Anhand der Bindung der Moleküle untereinander und der daraus entstehenden physikalischen Eigenschaften lassen sich drei Gruppen von Plastik-Werkstoffen unterscheiden: Duroplaste, Thermoplaste und Elastomere.

  1. Duroplaste (etwa die Griffe von Töpfen, Steckdosengehäuse oder glasfaserverstärkte Rümpfe von Sportbooten) sind von Haus aus hart und spröde.
  2. Thermoplaste hingegen, die etwa für Lebensmittelverpackungen, Getränkeflaschen oder Lego-Steine verwendet werden, sind vorrangig flexibel und biegsam.
  3. Elastomere (Gummi) sind, wie es der Name schon sagt, vor allem elastisch. Deshalb kann man aus ihnen zum Beispiel Luftballons, Dichtungen und den Kautschuk für Reifen herstellen.

„Der Grund für diese Eigenschaften ist die Art und Weise, wie die Makromoleküle untereinander verbunden sind“, erklärt Gehde, der übrigens zahlreiche Patente zur Kunststoffverarbeitung und zum Maschinenbau in der Kunststoffverarbeitung hält. Bei Duroplasten vernetzten sich die Moleküle untereinander zu einem engmaschigen, chemisch gebundenen dreidimensionalen Gitter.

Beim Thermoplast bilden sich grundsätzlich sehr lange Ketten. Die liegen im Allgemeinen nebeneinander und sind nur durch physikalische Bindungskräfte untereinander verbunden. Beim Plexiglas hingegen sind die Moleküle regellos verknäult, Polyethylen bildet kristallartige, regelmäßig gefaltete Strukturen. Und bei den Elastomeren sind die Kettenmoleküle mit wenigen chemischen Bindungen untereinander verbunden.
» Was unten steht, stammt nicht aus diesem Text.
//! In-memory backend: BTreeMap per namespace behind a RwLock
//!
//! The reference engine. Records are stored in their encoded byte form so
//! the read path exercises the same decode step as the on-disk engines
//! (a corrupt entry surfaces as a decode error, not a panic).
//!
//! Reads take the shared lock and can run concurrently; bulk loads take the
//! exclusive lock once for the whole batch.

use crate::backend::VectorStore;
use parking_lot::RwLock;
use propensity_core::{Error, Namespace, Result, Vector};
use std::collections::BTreeMap;
use std::ops::ControlFlow;

/// In-memory storage backend
///
/// One ordered map per namespace. Keys are kept as plain `u32` because
/// `BTreeMap`'s numeric order equals the byte-lexicographic order of the
/// big-endian key encoding, so scans come back in the contract order.
#[derive(Debug, Default)]
pub struct MemoryBackend {
    members: RwLock<BTreeMap<u32, Vec<u8>>>,
    movies: RwLock<BTreeMap<u32, Vec<u8>>>,
}

impl MemoryBackend {
    /// Create an empty backend
    pub fn new() -> Self {
        Self::default()
    }

    fn tree(&self, ns: Namespace) -> &RwLock<BTreeMap<u32, Vec<u8>>> {
        match ns {
            Namespace::Members => &self.members,
            Namespace::Movies => &self.movies,
        }
    }

    /// Store raw bytes under `id`, bypassing the vector codec
    ///
    /// Test hook for corruption scenarios: lets a test plant bytes of the
    /// wrong length and assert that `get` reports a decode error.
    pub fn insert_raw(&self, ns: Namespace, id: u32, bytes: Vec<u8>) {
        self.tree(ns).write().insert(id, bytes);
    }
}

impl VectorStore for MemoryBackend {
    fn name(&self) -> &'static str {
        "memory"
    }

    fn get(&self, ns: Namespace, id: u32) -> Result<Vector> {
        let tree = self.tree(ns).read();
        let bytes = tree
            .get(&id)
            .ok_or(Error::NotFound { namespace: ns, id })?;
        Vector::from_bytes(bytes)
    }

    fn set(&self, ns: Namespace, id: u32, vector: &Vector) -> Result<()> {
        self.tree(ns).write().insert(id, vector.to_bytes().to_vec());
        Ok(())
    }

    fn scan_range(&self, ns: Namespace, low: u32, high: u32) -> Result<Vec<(u32, Vector)>> {
        if low >= high {
            return Ok(Vec::new());
        }
        let tree = self.tree(ns).read();
        tree.range(low..high)
            .map(|(&id, bytes)| Vector::from_bytes(bytes).map(|v| (id, v)))
            .collect()
    }

    fn scan_all(
        &self,
        ns: Namespace,
        visit: &mut dyn FnMut(u32, Vector) -> ControlFlow<()>,
    ) -> Result<()> {
        let tree = self.tree(ns).read();
        for (&id, bytes) in tree.iter() {
            let vector = Vector::from_bytes(bytes)?;
            if visit(id, vector).is_break() {
                break;
            }
        }
        Ok(())
    }

    fn bulk_load(
        &self,
        ns: Namespace,
        count: u32,
        gen: &mut dyn FnMut(u32) -> Vector,
    ) -> Result<()> {
        let mut tree = self.tree(ns).write();
        for id in 0..count {
            tree.insert(id, gen(id).to_bytes().to_vec());
        }
        Ok(())
    }
}

#[cfg(test)]
mod tests {
    use super::*;
    use propensity_core::DIM;

    fn vec_with(first: f64) -> Vector {
        let mut c = [0.0; DIM];
        c[0] = first;
        Vector::new(c)
    }

    #[test]
    fn test_get_missing_is_not_found() {
        let store = MemoryBackend::new();
        let result = store.get(Namespace::Members, 7);
        assert!(matches!(
            result,
            Err(Error::NotFound {
                namespace: Namespace::Members,
                id: 7
            })
        ));
    }

    #[test]
    fn test_set_then_get() {
        let store = MemoryBackend::new();
        let v = vec_with(0.5);
        store.set(Namespace::Members, 1, &v).unwrap();
        assert_eq!(store.get(Namespace::Members, 1).unwrap(), v);
    }

    #[test]
    fn test_set_is_an_upsert() {
        let store = MemoryBackend::new();
        store.set(Namespace::Movies, 1, &vec_with(1.0)).unwrap();
        store.set(Namespace::Movies, 1, &vec_with(2.0)).unwrap();
        assert_eq!(store.get(Namespace::Movies, 1).unwrap(), vec_with(2.0));
    }

    #[test]
    fn test_namespaces_are_independent() {
        let store = MemoryBackend::new();
        store.set(Namespace::Members, 1, &vec_with(1.0)).unwrap();
        assert!(store.get(Namespace::Movies, 1).is_err());
    }

    #[test]
    fn test_corrupt_bytes_surface_as_decode_error() {
        let store = MemoryBackend::new();
        store.insert_raw(Namespace::Members, 3, vec![0xAB; 11]);
        assert!(matches!(
            store.get(Namespace::Members, 3),
            Err(Error::Decode { .. })
        ));
    }

    #[test]
    fn test_scan_range_is_half_open_and_ordered() {
        let store = MemoryBackend::new();
        for id in [4u32, 1, 3, 2, 0] {
            store.set(Namespace::Members, id, &vec_with(id as f64)).unwrap();
        }
        let hits = store.scan_range(Namespace::Members, 1, 4).unwrap();
        let ids: Vec<u32> = hits.iter().map(|(id, _)| *id).collect();
        assert_eq!(ids, vec![1, 2, 3]);
    }

    #[test]
    fn test_scan_range_empty_when_low_equals_high() {
        let store = MemoryBackend::new();
        store.set(Namespace::Members, 5, &vec_with(1.0)).unwrap();
        assert!(store.scan_range(Namespace::Members, 5, 5).unwrap().is_empty());
    }

    #[test]
    fn test_scan_all_respects_break() {
        let store = MemoryBackend::new();
        for id in 0..10u32 {
            store.set(Namespace::Members, id, &vec_with(id as f64)).unwrap();
        }
        let mut seen = 0;
        store
            .scan_all(Namespace::Members, &mut |_, _| {
                seen += 1;
                if seen == 4 {
                    ControlFlow::Break(())
                } else {
                    ControlFlow::Continue(())
                }
            })
            .unwrap();
        assert_eq!(seen, 4);
    }

    #[test]
    fn test_bulk_load_writes_dense_ids() {
        let store = MemoryBackend::new();
        store
            .bulk_load(Namespace::Movies, 5, &mut |id| vec_with(id as f64))
            .unwrap();
        for id in 0..5 {
            assert_eq!(
                store.get(Namespace::Movies, id).unwrap(),
                vec_with(id as f64)
            );
        }
        assert!(store.get(Namespace::Movies, 5).is_err());
    }
}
Duroplast und Gummi können nicht schmelzen

Gehde: „Diese Struktur bestimmt auch das Verhalten der Kunststoffe beim Erhitzen.“ Die stark vernetzten Duroplaste können nicht schmelzen, sondern zersetzen sich einfach nach einer gewissen Zeit unter hoher Wärme. Das gilt auch für die Elastomere.

Schmelztemperatur-Bereich beim Thermoplast entscheidend

Thermoplaste hingegen werden durch das Erhitzen weich, da die Wärme die physikalischen Bindekräfte zwischen den Molekülen beeinträchtigt. Plexiglas etwa erweicht durch Wärme nach und nach und wird fließfähig. Polyethylen hat einen engen Schmelztemperaturbereich, oberhalb dessen es fließfähig ist. Thermoplaste können in einem engen Temperaturfenster wiederholt geschmolzen und somit recycelt werden. Allerdings: Wenn das Material zu viel Wärme zu lange ausgesetzt ist, zersetzt es sich ebenfalls.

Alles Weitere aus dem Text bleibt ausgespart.